» **EXERCISE DIRECTIONS**
Whenever the word "TargetMode" appears in a line of the listing, copy that line.

» **RECORDS FOR THIS TASK**

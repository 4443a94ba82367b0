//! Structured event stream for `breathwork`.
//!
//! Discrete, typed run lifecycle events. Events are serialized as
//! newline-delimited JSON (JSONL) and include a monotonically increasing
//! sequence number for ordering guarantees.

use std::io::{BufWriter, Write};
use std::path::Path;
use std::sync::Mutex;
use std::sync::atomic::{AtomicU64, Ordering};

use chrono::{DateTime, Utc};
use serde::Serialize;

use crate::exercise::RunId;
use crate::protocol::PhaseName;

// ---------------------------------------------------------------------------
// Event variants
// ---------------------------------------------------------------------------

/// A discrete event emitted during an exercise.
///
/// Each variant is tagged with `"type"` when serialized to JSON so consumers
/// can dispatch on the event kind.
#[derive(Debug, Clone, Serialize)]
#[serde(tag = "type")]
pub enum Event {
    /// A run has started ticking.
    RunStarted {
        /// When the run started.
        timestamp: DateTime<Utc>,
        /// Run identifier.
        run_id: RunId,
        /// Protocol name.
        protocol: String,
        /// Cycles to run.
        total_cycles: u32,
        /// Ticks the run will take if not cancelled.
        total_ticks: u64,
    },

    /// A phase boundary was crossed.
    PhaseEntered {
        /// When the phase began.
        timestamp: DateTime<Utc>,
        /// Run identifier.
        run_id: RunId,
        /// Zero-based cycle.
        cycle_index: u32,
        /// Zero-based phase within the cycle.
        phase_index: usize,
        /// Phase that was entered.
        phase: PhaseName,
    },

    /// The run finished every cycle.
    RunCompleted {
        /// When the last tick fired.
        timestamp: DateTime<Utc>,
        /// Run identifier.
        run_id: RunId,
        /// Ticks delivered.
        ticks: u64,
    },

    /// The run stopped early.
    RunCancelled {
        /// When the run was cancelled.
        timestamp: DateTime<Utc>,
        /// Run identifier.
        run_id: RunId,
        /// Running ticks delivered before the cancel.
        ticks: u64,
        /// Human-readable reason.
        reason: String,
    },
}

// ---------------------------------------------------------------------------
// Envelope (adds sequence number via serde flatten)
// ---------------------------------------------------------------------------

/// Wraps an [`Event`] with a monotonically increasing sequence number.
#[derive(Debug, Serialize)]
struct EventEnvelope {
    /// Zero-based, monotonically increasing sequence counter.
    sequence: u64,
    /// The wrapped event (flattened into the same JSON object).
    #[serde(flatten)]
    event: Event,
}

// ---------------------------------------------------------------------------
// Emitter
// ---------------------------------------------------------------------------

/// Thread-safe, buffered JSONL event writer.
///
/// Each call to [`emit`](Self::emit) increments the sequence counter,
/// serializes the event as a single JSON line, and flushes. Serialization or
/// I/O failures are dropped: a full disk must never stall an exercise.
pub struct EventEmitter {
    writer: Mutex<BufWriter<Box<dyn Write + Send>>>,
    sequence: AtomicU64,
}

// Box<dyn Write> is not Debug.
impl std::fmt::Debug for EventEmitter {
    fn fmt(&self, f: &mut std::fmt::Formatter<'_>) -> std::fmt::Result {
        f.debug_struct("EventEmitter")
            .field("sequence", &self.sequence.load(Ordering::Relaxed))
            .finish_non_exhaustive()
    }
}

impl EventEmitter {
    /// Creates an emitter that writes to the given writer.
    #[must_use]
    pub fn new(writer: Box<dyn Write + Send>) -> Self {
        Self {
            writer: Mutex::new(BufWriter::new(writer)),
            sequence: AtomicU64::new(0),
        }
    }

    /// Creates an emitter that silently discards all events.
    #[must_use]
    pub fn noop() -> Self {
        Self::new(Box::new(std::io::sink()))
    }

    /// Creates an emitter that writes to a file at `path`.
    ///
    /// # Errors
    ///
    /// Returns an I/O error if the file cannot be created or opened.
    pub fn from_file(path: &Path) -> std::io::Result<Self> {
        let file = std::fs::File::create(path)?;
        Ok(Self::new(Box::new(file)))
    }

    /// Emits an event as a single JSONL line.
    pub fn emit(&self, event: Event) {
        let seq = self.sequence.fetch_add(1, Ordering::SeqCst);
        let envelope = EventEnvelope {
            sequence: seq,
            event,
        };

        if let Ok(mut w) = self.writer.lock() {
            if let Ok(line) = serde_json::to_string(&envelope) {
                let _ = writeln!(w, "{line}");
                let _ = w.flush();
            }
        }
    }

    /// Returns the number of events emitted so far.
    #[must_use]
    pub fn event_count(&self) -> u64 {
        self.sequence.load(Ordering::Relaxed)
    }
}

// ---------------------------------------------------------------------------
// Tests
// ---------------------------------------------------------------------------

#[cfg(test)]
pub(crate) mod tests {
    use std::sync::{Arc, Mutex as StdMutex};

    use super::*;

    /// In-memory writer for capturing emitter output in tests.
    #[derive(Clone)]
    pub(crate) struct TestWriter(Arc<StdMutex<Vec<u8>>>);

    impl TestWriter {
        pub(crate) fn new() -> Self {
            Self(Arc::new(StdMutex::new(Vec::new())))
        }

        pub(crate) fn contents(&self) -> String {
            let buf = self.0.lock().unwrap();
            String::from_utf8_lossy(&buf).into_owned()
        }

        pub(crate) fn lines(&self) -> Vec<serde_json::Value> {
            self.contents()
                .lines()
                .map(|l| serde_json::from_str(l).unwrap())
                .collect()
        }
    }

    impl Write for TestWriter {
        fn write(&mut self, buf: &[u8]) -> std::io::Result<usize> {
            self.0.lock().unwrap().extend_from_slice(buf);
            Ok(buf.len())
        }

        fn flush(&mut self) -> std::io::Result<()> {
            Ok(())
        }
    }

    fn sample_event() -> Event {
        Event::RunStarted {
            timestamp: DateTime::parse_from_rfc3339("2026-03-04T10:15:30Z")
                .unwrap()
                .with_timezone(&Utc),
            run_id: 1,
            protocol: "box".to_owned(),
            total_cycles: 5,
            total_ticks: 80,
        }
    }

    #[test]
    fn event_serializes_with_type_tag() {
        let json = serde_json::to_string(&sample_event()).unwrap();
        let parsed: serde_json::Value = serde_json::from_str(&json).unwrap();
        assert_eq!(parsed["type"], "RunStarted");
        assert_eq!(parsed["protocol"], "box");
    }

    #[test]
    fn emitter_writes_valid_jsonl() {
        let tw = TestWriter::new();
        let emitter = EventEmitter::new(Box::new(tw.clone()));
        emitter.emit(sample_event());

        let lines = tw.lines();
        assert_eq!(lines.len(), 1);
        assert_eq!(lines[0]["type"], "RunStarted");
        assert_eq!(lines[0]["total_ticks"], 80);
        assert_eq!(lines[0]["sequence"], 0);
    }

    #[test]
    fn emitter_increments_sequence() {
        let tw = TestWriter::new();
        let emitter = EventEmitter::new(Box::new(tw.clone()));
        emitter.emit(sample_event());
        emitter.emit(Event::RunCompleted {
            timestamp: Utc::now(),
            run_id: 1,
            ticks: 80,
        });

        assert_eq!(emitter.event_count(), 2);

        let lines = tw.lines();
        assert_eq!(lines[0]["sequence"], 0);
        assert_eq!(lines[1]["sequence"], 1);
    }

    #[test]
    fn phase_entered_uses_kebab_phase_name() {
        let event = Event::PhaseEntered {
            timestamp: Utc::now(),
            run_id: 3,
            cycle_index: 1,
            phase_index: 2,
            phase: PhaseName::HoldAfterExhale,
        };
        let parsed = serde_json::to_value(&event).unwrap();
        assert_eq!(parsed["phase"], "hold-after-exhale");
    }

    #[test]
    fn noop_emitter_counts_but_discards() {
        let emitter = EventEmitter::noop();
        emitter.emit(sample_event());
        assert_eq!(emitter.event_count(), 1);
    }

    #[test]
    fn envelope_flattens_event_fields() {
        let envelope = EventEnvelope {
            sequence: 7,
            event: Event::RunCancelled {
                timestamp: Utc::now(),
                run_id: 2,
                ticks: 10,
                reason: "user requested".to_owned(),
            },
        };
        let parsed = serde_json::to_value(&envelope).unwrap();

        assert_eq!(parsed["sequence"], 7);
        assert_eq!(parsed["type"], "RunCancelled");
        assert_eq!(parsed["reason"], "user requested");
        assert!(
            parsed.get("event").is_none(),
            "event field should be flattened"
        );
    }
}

* * *

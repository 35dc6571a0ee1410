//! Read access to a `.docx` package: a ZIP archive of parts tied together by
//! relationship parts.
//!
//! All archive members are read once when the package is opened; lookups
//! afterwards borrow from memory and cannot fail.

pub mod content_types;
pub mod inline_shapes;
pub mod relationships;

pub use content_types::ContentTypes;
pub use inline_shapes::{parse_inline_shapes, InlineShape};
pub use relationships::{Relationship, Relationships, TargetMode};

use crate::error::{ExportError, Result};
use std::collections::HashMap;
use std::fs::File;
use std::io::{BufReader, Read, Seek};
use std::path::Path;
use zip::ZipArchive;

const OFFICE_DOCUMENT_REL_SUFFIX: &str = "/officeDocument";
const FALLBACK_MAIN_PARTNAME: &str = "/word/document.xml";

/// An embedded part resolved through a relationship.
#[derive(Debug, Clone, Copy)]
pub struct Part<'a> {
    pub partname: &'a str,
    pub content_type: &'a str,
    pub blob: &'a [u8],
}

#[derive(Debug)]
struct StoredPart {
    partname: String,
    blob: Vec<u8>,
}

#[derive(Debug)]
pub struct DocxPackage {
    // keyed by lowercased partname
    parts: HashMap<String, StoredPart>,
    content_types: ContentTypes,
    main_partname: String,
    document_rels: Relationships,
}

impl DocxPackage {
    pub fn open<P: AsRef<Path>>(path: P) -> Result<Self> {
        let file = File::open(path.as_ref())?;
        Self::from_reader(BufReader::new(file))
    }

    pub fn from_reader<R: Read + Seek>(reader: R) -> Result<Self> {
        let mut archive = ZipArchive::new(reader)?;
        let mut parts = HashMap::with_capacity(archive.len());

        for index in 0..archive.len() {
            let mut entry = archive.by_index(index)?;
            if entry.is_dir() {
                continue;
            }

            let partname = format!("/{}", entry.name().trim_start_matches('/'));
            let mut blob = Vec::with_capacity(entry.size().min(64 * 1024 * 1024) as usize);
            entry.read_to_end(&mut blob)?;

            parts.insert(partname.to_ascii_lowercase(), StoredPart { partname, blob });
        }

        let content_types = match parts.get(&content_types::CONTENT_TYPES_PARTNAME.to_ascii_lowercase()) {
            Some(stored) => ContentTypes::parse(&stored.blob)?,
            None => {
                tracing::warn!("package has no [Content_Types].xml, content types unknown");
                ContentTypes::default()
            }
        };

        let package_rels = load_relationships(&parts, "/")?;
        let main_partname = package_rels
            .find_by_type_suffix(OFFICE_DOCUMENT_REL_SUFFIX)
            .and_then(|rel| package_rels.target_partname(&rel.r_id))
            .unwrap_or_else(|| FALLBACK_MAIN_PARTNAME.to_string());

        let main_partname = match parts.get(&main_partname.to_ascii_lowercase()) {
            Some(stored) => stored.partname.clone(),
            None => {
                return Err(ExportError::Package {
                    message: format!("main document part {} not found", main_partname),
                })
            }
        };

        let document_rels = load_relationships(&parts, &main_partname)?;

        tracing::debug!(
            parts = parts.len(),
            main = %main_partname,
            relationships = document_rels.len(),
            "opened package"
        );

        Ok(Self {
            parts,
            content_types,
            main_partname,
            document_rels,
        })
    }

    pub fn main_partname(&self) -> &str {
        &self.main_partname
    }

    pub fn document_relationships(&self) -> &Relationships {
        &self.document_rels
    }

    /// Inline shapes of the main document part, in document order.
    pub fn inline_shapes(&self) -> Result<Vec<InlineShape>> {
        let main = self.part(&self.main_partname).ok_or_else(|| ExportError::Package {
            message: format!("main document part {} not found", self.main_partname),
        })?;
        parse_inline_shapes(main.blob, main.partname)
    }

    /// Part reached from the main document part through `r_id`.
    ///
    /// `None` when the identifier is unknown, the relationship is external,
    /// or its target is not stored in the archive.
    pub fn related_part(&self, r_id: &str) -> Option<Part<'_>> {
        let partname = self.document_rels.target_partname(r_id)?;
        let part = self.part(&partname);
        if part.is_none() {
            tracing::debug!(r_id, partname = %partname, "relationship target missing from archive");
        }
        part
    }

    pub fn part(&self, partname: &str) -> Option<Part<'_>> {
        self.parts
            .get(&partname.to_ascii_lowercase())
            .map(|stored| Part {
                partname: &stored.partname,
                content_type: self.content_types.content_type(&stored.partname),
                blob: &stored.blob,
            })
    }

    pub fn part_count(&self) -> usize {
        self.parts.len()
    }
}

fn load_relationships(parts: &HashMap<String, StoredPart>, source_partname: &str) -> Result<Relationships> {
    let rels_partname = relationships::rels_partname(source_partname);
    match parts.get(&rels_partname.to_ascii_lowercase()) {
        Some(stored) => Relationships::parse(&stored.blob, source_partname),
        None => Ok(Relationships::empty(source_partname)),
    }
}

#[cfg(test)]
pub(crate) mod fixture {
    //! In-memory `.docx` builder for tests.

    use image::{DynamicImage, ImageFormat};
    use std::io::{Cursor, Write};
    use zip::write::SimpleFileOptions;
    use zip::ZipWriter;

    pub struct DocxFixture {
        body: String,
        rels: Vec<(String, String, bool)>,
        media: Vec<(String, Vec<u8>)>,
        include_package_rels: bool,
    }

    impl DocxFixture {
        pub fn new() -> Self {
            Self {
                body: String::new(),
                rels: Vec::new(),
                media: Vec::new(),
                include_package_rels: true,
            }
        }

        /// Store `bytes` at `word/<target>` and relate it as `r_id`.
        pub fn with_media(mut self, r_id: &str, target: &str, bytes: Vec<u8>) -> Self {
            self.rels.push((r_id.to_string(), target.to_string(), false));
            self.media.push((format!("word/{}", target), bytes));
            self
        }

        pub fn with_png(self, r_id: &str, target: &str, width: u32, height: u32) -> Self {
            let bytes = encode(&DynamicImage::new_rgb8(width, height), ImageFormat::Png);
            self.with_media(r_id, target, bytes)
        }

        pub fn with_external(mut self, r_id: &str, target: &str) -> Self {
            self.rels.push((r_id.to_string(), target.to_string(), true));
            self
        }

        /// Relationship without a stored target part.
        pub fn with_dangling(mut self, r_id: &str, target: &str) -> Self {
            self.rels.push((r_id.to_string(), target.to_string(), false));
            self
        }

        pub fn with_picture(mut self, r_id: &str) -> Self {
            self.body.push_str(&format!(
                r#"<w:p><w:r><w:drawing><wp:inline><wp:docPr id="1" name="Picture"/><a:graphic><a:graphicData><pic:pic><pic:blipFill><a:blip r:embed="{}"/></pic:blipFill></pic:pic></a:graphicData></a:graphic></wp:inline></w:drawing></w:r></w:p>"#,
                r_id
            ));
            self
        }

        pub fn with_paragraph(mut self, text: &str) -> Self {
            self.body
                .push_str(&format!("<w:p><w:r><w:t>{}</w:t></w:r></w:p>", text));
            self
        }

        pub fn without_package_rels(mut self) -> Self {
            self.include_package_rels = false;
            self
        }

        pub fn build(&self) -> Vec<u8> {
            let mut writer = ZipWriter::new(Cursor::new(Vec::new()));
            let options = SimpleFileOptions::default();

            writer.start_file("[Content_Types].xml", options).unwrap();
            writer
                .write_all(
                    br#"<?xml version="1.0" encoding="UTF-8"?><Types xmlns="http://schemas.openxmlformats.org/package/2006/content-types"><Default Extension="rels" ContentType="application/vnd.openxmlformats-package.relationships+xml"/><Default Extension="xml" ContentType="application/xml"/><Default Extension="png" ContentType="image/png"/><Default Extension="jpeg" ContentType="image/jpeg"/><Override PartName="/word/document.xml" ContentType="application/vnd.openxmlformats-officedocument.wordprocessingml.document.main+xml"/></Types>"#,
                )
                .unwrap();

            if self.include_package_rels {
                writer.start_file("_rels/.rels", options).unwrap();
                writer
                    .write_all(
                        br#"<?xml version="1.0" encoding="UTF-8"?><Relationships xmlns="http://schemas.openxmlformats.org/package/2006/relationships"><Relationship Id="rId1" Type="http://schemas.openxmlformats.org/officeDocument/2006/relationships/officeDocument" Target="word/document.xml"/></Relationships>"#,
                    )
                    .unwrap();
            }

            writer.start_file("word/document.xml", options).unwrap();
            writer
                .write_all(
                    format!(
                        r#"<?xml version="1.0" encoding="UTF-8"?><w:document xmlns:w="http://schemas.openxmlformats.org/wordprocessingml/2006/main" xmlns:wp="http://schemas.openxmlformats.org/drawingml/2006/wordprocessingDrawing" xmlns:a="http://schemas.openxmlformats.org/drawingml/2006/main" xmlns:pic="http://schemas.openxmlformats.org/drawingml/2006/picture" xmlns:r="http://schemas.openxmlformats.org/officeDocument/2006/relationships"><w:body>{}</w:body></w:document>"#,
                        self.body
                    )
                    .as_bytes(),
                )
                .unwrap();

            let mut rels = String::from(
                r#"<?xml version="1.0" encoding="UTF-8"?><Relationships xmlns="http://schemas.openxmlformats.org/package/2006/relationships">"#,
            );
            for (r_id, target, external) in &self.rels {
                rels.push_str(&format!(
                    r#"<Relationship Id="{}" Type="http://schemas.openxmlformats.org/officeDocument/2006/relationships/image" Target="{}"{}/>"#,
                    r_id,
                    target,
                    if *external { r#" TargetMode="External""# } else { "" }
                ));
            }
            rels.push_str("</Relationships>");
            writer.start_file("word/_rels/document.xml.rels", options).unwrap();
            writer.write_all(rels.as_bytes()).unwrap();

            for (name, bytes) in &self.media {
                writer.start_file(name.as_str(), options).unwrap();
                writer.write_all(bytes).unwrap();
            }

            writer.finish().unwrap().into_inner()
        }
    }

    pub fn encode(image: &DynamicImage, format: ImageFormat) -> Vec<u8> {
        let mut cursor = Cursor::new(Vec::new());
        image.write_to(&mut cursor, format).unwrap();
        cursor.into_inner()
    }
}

» **PROBLEM SOLUTION**
pub use relationships::{Relationship, Relationships, TargetMode};
                    if *external { r#" TargetMode="External""# } else { "" }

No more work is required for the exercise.